BEGIN
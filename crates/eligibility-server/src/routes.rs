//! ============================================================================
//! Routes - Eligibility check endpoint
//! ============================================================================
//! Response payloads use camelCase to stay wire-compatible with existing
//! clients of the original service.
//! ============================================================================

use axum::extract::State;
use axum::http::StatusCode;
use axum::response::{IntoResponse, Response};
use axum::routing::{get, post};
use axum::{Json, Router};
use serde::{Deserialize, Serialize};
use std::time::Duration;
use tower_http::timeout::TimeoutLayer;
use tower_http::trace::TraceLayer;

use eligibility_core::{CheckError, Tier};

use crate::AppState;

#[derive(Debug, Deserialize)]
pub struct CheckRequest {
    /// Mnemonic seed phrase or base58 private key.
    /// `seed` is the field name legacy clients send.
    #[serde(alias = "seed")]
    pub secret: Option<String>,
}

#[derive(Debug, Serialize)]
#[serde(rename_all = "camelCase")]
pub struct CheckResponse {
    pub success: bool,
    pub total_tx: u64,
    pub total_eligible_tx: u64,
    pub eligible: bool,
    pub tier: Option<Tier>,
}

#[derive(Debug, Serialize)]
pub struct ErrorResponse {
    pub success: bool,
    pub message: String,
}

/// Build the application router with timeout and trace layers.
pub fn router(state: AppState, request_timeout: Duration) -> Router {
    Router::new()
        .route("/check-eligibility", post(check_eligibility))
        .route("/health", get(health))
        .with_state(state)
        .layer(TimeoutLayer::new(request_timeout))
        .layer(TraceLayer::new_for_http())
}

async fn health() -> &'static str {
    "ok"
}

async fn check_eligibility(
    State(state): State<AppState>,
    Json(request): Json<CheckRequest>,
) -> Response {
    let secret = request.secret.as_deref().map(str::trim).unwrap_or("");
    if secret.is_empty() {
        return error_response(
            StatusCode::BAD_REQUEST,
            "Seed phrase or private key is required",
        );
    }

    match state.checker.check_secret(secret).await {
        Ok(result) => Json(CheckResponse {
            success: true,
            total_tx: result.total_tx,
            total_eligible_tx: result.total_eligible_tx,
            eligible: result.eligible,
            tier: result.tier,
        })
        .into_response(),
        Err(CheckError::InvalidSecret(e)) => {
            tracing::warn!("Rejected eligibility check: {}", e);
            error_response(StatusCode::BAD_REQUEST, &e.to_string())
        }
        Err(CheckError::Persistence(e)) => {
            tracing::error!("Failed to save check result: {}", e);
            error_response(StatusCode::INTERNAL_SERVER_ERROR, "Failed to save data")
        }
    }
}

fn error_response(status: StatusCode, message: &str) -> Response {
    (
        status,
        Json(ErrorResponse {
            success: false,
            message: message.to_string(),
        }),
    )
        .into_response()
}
END
BEGIN
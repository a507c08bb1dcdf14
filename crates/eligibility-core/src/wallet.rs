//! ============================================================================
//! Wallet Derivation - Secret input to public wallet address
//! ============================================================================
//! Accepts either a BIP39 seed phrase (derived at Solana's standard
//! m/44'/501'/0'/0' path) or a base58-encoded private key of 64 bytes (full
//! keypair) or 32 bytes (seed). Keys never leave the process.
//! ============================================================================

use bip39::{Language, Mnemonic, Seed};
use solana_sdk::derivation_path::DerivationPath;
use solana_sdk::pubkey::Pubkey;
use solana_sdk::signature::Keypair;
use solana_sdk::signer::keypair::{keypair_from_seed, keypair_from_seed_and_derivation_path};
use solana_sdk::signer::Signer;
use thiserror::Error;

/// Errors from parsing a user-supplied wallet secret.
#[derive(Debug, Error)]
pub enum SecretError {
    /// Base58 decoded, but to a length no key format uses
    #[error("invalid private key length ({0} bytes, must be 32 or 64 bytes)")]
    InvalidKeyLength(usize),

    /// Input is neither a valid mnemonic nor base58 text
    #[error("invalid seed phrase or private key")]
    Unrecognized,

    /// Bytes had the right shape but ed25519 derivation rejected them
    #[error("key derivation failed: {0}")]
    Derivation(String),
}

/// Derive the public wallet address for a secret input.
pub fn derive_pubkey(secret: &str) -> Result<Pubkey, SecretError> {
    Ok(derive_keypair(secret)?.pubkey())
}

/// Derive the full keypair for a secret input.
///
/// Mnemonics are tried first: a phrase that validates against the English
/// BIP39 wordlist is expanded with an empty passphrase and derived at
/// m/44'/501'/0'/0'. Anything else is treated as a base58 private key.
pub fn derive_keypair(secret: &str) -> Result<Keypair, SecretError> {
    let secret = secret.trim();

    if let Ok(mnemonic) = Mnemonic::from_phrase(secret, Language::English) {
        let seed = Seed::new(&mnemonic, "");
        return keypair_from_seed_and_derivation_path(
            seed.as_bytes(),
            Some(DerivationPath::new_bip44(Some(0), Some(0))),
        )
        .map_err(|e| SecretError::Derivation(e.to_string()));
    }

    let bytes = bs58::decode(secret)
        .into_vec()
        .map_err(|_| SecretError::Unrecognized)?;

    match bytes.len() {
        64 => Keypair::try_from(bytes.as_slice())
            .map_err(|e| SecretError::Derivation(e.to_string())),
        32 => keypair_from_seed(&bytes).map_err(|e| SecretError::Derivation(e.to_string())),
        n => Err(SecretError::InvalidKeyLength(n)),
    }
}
END
BEGIN
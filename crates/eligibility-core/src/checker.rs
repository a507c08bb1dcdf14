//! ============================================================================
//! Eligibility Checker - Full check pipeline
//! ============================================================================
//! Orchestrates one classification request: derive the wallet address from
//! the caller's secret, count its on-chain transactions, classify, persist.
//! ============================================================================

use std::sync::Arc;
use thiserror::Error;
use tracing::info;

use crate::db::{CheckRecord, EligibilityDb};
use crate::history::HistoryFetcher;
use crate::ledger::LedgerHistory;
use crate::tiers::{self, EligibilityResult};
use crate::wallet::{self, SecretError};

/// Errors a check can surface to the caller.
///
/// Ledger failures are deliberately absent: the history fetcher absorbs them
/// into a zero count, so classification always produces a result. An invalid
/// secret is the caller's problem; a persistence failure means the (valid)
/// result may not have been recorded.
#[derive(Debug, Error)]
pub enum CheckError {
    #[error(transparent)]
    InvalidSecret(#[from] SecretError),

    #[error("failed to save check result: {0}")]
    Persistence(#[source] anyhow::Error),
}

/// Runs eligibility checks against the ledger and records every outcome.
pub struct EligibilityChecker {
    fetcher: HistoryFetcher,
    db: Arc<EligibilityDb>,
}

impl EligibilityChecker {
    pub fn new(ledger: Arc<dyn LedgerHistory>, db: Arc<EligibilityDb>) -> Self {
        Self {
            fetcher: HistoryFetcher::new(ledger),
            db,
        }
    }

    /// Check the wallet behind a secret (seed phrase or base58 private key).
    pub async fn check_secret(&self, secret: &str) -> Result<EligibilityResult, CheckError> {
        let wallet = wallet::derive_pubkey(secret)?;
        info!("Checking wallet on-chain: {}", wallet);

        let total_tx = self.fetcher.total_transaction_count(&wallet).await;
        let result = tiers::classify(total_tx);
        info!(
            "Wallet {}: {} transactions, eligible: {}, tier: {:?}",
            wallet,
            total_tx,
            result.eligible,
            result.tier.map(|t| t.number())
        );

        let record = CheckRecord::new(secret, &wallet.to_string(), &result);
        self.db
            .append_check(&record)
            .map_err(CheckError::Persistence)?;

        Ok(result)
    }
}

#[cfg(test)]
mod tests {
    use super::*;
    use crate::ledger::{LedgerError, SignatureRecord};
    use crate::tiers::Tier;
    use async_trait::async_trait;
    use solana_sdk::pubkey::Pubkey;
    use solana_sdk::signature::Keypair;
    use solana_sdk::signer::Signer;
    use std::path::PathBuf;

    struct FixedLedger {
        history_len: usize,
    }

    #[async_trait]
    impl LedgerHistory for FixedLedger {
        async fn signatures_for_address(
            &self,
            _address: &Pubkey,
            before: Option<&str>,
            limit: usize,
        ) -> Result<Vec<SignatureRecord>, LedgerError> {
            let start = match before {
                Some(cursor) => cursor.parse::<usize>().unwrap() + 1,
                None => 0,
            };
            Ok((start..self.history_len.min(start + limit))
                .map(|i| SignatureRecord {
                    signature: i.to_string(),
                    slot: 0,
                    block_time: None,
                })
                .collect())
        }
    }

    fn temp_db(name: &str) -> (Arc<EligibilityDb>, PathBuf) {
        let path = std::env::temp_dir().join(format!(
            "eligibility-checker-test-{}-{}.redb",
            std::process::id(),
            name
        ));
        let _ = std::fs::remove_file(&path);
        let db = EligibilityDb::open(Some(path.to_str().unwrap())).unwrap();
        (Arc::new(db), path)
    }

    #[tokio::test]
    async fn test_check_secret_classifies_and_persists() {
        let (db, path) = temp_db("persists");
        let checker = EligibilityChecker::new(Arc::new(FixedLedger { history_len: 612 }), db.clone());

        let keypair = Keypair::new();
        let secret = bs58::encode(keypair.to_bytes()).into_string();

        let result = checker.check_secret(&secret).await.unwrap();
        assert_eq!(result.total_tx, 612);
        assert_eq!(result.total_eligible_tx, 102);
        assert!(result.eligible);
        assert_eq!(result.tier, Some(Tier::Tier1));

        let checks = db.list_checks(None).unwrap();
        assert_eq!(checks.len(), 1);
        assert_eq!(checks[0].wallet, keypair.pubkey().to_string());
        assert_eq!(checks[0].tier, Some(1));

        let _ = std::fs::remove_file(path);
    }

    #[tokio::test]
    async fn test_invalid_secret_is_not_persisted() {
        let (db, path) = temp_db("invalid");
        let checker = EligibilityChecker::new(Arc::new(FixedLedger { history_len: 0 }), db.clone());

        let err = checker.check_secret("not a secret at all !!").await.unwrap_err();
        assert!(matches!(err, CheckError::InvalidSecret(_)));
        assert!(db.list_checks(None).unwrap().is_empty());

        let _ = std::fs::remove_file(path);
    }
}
END
[What the task asks]: Would you filter the records and copy out each line containing "TimeoutLayer"?

[Solution for this problem]:
use tower_http::timeout::TimeoutLayer;
        .layer(TimeoutLayer::new(request_timeout))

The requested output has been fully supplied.